Full disclosure: I am not the first to write about this groundbreaking research in this blog post. The Economist beat me to it in their article “TripAdvisor’s fake battle”. This article by Mayzlin, Dover & Chevalier and published on the Social Science Research Network in 2012 is called “Promotional Reviews: An Empirical Investigation of Online Review Manipulation”. As the title suggests, the focus of the paper is are customer reviews, specifically fake ones. They use an economist’s perspective to theorise who may profit the most from false positive and false negative reviews on travel sites. Then they test the theory using Expedia.com as a control group (as only those who book through Expedia can post reviews there) versus TripAdvisor as an experimental group (where anyone can post a review without evidence of ever having stayed at the accommodation). They do a whole bunch of other stuff to ensure their data is valid for comparison.

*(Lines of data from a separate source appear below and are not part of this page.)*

//! Time-limited access tokens for live video channels.
//!
//! Tokens are HS256 JWTs minted server-side when a host goes live. A token
//! names exactly one channel and the strongest role it grants.

use chrono::Utc;
use jsonwebtoken::errors::ErrorKind;
use jsonwebtoken::{DecodingKey, EncodingKey, Header, Validation, decode, encode};
use serde::{Deserialize, Serialize};
use thiserror::Error;

use gudpals_types::media::ChannelRole;

/// `aud` of every channel token. Session JWTs carry no audience.
pub const CHANNEL_AUDIENCE: &str = "gudpals-channel";

#[derive(Debug, Clone, Serialize, Deserialize)]
pub struct ChannelClaims {
    pub aud: String,
    pub channel: String,
    pub role: ChannelRole,
    pub exp: usize,
}

#[derive(Debug, Error, PartialEq, Eq)]
pub enum TokenError {
    #[error("channel token expired")]
    Expired,

    #[error("channel token invalid")]
    Invalid,

    #[error("token is for channel '{0}'")]
    WrongChannel(String),

    #[error("failed to sign channel token")]
    Signing,
}

#[derive(Clone)]
pub struct ChannelTokens {
    secret: String,
    ttl_secs: i64,
}

impl ChannelTokens {
    pub fn new(secret: impl Into<String>, ttl_secs: i64) -> Self {
        Self {
            secret: secret.into(),
            ttl_secs,
        }
    }

    pub fn mint(&self, channel: &str, role: ChannelRole) -> Result<String, TokenError> {
        let claims = ChannelClaims {
            aud: CHANNEL_AUDIENCE.to_string(),
            channel: channel.to_string(),
            role,
            exp: (Utc::now().timestamp() + self.ttl_secs) as usize,
        };

        encode(
            &Header::default(),
            &claims,
            &EncodingKey::from_secret(self.secret.as_bytes()),
        )
        .map_err(|_| TokenError::Signing)
    }

    /// Decode a token and check it belongs to `channel`.
    pub fn verify(&self, token: &str, channel: &str) -> Result<ChannelClaims, TokenError> {
        let mut validation = Validation::default();
        validation.leeway = 0;
        validation.set_audience(&[CHANNEL_AUDIENCE]);

        let data = decode::<ChannelClaims>(
            token,
            &DecodingKey::from_secret(self.secret.as_bytes()),
            &validation,
        )
        .map_err(|e| match e.kind() {
            ErrorKind::ExpiredSignature => TokenError::Expired,
            _ => TokenError::Invalid,
        })?;

        if data.claims.channel != channel {
            return Err(TokenError::WrongChannel(data.claims.channel));
        }
        Ok(data.claims)
    }
}
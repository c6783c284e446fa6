use tokio::sync::mpsc;
use tokio::task::JoinHandle;
use tracing::debug;

use gudpals_types::events::{FeedEvent, FeedFilter};

/// A filtered push feed delivered as a queue the owner drains.
///
/// A background task moves matching events into the queue. Releasing the
/// subscription (explicitly or on drop) stops that task, so nothing is
/// delivered into a store whose owner has gone away.
pub struct Subscription {
    filter: FeedFilter,
    rx: mpsc::UnboundedReceiver<FeedEvent>,
    task: Option<JoinHandle<()>>,
}

impl Subscription {
    pub fn new(filter: FeedFilter, rx: mpsc::UnboundedReceiver<FeedEvent>, task: JoinHandle<()>) -> Self {
        debug!("Subscribed to {:?}", filter);
        Self {
            filter,
            rx,
            task: Some(task),
        }
    }

    pub fn filter(&self) -> &FeedFilter {
        &self.filter
    }

    /// Wait for the next event. `None` once released or the feed has closed.
    pub async fn recv(&mut self) -> Option<FeedEvent> {
        if self.task.is_none() {
            return None;
        }
        self.rx.recv().await
    }

    /// Take an already-queued event without waiting.
    pub fn try_recv(&mut self) -> Option<FeedEvent> {
        if self.task.is_none() {
            return None;
        }
        self.rx.try_recv().ok()
    }

    /// Stop delivery and discard anything still queued. Safe to call twice.
    pub fn release(&mut self) {
        if let Some(task) = self.task.take() {
            task.abort();
            self.rx.close();
            while self.rx.try_recv().is_ok() {}
            debug!("Released subscription {:?}", self.filter);
        }
    }

    pub fn is_released(&self) -> bool {
        self.task.is_none()
    }
}

impl Drop for Subscription {
    fn drop(&mut self) {
        self.release();
    }
}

Before going to the take aways, there are two things to note. First, more research on inauthentic reviews have to do with what people say in their review. These authors pioneer a new way of looking at it, by looking at probabilities of reviews being fake by both the context of the review, reviewer and the object of the review. Second, this is the first study that uses a control and experimental group for reviews in this particular way. Third, these authors theorise about who is most likely to post fake reviews and then look at those specific profiles.
The Take Aways
This article really has to be read, because the reason the authors believe what they do, and then the way they go about testing their theory is really fantastic. I don’t like to gush, but this is Freakonomics territory. Some takeaways:
(1) The authors posit that accommodation providers most likely to post false reviews (positive on their site, negative on their adjacent competition’s site) are independently-owned or small operators (or both). Their study supports this.
(2) The authors posit that fake reviews are more likely to be either 1, 2 or 5 star. Fake reviews are more likely to come from single posters (reviewers with only one or two posts). The data bears out that this is likely to be the case.
(3) The authors posit there is more positive manipulation (fake good feedback about your own hotel) than negative manipulation (fake negative feedback about the competition in the neighborhood). The study bears this out.
(4) The authors propose that about five percent of reviews are fake for isolated small hotels. The authors propose if a hotel is not isolated, the number of fake reviews would climb to about 10 percent.
(5) Although there is more manipulation for positive reviews, the effect of a negative review on the average star rating of a hotel is more significant. Therefore, although there are less fake negative reviews, they carry a greater weight overall in affecting the hotels overall score.
(6) In their study, 23% of the TripAdvisor reviews would have been eligible to be considered fake. They were posted by one time reviewers and were on the extreme end of the spectrum.
The authors conclude that even though the proportion of reviews that can be considered fake is high, they are not attempting to prove that any one particular review is fake, and they do not believe that the proportion necessarily negatively affects the customer impressions on an open-ended system: “Our empirical results show that the hotels are essentially able to self-police so that while they engage in some manipulation, the amount is not big enough to overwhelm the informational value of the site.”
This post focuses on Objective Authenticity. According to Wang (1999), Objective Authenticity is when something is what it claims to be. Whereas one of the sites studies uses a system where only those who book through the system can leave a review, the other is an open system, meaning anyone can post. All you need is an email.
Objective authenticity is really important for these site’s credibility. An open system is attractive because it casts the widest net for opinions; however it leaves the largest margin for duplicity.
Moreover, an averaging star rating based on reviews means that negative reviews (fake or authentic) weigh more significantly than positive ones. So those with an intent to punish n establishment, are more incentivised to generate a lower score.
TripAdvisor has mechanisms to attempt to weed out fakes. They have an internal system, as well as the ability for hotel operators to identify reviews that may by fake. However whether something is fake or not is left to TripAdvisor to adjudicate.
Sure, there is a bit of caveat emptor here. If one is using a site to make a buying decision, it would behove one to understand how the site works. However, presumably the credibility of the site, and the reviews on it, also something that grows and changes as the person uses, or doesn’t use the site.
However, if users of the site found that the reviews on the site did not mirror their experience in some way, it would not be as successful as it is. Existential Authenticity, is where someone’s experience is consistent with a product expectation, with enough variance to engender genuineness, develops when one’s experience is close enough to TripAdvisor for the user to decide it is a useful guide, without the expectation that their experience is exactly what TripAdvisor says.